(DATASET EXCERPTS begins)
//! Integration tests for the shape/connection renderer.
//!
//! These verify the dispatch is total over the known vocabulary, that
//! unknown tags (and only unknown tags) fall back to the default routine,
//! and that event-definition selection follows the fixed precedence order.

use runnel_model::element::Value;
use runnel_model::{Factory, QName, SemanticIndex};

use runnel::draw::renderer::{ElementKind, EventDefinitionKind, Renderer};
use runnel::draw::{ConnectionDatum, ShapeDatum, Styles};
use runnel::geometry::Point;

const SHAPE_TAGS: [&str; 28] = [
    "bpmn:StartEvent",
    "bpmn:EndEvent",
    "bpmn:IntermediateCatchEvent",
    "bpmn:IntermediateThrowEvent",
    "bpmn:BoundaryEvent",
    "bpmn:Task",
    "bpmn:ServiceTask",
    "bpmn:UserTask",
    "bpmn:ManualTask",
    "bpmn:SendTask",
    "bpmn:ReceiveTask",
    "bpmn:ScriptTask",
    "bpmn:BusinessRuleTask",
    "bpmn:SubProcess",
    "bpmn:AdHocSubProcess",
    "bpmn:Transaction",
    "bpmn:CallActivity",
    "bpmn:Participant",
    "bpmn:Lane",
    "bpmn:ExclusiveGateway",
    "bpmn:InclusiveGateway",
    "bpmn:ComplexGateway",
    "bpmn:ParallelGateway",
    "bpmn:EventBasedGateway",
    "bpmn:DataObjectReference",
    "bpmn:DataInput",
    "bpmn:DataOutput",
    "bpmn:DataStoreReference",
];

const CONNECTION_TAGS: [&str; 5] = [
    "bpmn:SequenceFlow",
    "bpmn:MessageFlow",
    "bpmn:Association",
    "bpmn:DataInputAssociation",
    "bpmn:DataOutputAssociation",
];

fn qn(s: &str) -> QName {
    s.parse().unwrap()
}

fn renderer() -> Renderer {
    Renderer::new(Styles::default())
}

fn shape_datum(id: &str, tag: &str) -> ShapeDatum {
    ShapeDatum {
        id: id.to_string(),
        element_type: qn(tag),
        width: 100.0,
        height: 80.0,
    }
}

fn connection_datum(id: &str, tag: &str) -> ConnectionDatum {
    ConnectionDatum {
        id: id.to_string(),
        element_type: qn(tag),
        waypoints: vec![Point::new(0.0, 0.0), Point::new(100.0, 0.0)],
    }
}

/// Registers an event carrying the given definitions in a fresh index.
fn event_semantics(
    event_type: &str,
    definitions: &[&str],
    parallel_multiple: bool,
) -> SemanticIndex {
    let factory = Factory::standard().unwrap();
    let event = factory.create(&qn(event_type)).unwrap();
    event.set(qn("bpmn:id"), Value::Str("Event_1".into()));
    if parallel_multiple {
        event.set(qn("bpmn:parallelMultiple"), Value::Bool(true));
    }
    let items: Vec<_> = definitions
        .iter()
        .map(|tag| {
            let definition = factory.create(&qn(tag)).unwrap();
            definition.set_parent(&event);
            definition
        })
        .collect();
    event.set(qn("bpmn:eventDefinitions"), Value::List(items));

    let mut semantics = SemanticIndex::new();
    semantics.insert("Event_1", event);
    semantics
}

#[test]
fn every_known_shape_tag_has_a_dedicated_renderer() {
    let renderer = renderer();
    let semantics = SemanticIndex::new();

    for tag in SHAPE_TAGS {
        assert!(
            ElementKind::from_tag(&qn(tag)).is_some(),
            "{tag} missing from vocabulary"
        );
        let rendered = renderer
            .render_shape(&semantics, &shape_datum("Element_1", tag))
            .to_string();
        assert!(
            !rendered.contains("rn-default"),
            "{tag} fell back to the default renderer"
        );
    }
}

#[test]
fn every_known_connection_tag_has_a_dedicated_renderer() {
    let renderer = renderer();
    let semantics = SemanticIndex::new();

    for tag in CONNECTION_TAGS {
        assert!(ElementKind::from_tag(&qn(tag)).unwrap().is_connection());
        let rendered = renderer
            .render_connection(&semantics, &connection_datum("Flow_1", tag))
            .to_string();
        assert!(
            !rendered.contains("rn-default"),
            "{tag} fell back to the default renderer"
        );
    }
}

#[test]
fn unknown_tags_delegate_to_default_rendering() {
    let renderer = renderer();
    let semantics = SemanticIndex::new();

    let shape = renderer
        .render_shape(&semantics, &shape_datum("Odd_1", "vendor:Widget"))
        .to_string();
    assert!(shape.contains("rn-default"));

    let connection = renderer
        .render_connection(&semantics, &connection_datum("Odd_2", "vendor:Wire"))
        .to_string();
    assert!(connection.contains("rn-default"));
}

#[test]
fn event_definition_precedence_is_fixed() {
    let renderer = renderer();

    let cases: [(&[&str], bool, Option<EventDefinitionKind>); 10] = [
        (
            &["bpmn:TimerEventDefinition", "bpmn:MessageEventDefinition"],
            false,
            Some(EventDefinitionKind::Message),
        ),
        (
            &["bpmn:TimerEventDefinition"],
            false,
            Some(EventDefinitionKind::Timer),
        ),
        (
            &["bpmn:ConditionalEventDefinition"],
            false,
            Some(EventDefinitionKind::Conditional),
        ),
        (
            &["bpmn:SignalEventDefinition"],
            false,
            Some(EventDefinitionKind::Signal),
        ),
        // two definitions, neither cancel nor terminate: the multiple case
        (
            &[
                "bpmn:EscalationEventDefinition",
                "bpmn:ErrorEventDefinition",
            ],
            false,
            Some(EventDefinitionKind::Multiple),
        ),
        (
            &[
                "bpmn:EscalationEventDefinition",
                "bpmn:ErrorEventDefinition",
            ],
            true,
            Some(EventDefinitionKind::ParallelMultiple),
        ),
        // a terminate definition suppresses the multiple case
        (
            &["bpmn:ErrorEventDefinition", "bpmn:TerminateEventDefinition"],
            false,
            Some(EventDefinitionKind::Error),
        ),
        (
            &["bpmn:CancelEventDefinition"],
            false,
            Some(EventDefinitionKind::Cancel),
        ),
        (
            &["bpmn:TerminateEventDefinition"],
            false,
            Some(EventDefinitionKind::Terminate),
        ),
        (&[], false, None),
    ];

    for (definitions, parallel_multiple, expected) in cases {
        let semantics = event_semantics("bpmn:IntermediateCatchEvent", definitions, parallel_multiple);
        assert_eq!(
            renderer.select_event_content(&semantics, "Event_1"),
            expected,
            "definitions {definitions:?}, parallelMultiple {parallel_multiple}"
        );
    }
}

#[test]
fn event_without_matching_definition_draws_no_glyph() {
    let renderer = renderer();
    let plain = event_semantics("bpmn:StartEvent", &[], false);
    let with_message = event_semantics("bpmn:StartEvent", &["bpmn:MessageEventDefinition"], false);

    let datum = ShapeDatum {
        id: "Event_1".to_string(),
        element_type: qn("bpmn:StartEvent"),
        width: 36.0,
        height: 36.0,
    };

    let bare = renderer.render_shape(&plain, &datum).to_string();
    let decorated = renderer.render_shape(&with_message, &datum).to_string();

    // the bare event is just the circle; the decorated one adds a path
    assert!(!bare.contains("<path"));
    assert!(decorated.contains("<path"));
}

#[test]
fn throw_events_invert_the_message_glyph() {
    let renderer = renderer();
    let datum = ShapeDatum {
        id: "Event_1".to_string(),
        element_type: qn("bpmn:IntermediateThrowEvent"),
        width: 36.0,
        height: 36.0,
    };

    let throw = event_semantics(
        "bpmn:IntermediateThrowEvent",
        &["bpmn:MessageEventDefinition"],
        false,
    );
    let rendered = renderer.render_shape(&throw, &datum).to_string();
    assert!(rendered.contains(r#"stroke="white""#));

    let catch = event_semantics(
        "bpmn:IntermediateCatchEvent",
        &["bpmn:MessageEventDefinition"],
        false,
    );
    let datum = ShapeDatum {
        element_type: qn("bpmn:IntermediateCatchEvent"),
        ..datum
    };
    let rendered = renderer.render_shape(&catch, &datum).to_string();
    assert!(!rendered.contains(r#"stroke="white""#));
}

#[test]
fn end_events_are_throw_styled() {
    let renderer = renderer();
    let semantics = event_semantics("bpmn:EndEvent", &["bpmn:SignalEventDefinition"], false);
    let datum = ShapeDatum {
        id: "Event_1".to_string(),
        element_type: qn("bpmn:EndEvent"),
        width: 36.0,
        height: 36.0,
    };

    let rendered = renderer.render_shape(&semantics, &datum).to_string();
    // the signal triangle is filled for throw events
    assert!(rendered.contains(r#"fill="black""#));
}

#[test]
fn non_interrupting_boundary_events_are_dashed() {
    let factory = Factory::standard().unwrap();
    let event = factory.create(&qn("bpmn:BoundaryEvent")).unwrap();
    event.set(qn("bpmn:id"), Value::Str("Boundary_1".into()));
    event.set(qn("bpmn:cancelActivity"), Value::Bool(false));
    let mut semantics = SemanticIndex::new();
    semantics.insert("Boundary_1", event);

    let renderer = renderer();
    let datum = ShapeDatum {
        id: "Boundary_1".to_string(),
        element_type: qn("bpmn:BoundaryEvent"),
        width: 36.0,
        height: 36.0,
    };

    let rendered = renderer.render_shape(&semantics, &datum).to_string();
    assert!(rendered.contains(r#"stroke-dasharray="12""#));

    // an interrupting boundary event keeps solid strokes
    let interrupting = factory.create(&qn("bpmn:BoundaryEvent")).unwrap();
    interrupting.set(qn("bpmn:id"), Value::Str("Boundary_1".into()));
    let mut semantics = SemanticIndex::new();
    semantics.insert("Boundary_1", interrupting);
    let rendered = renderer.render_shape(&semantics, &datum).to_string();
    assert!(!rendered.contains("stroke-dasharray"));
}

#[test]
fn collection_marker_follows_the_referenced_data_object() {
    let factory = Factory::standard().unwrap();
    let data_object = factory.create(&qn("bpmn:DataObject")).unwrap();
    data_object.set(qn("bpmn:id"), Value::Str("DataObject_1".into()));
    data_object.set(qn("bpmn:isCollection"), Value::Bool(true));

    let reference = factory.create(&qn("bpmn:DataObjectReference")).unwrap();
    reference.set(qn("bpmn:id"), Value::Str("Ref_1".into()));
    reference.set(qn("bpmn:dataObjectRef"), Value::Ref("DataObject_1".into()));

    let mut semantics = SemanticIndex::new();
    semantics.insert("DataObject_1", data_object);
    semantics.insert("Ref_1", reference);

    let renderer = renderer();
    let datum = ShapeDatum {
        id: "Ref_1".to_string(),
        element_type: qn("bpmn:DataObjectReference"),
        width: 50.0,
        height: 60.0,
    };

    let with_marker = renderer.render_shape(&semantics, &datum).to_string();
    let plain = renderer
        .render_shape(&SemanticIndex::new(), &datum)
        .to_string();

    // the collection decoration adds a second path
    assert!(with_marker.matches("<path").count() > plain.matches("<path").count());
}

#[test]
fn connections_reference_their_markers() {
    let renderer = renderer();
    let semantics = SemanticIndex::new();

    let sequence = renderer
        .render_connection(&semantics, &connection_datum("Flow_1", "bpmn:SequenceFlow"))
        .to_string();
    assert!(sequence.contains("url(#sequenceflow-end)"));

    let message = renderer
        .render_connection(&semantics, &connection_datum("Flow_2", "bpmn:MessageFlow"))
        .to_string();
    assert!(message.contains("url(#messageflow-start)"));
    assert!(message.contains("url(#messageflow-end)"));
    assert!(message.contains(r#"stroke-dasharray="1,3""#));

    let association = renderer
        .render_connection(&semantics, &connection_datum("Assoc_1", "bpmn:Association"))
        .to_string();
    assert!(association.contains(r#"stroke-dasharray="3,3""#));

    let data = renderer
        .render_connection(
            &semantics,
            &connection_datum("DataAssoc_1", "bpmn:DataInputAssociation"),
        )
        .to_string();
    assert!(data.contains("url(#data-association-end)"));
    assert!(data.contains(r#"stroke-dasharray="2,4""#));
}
(DATASET EXCERPTS ends)
Answer with a number only. How many lines in the records include the word "unwrap"?

* _RESPONSE TO THE EXERCISE_
11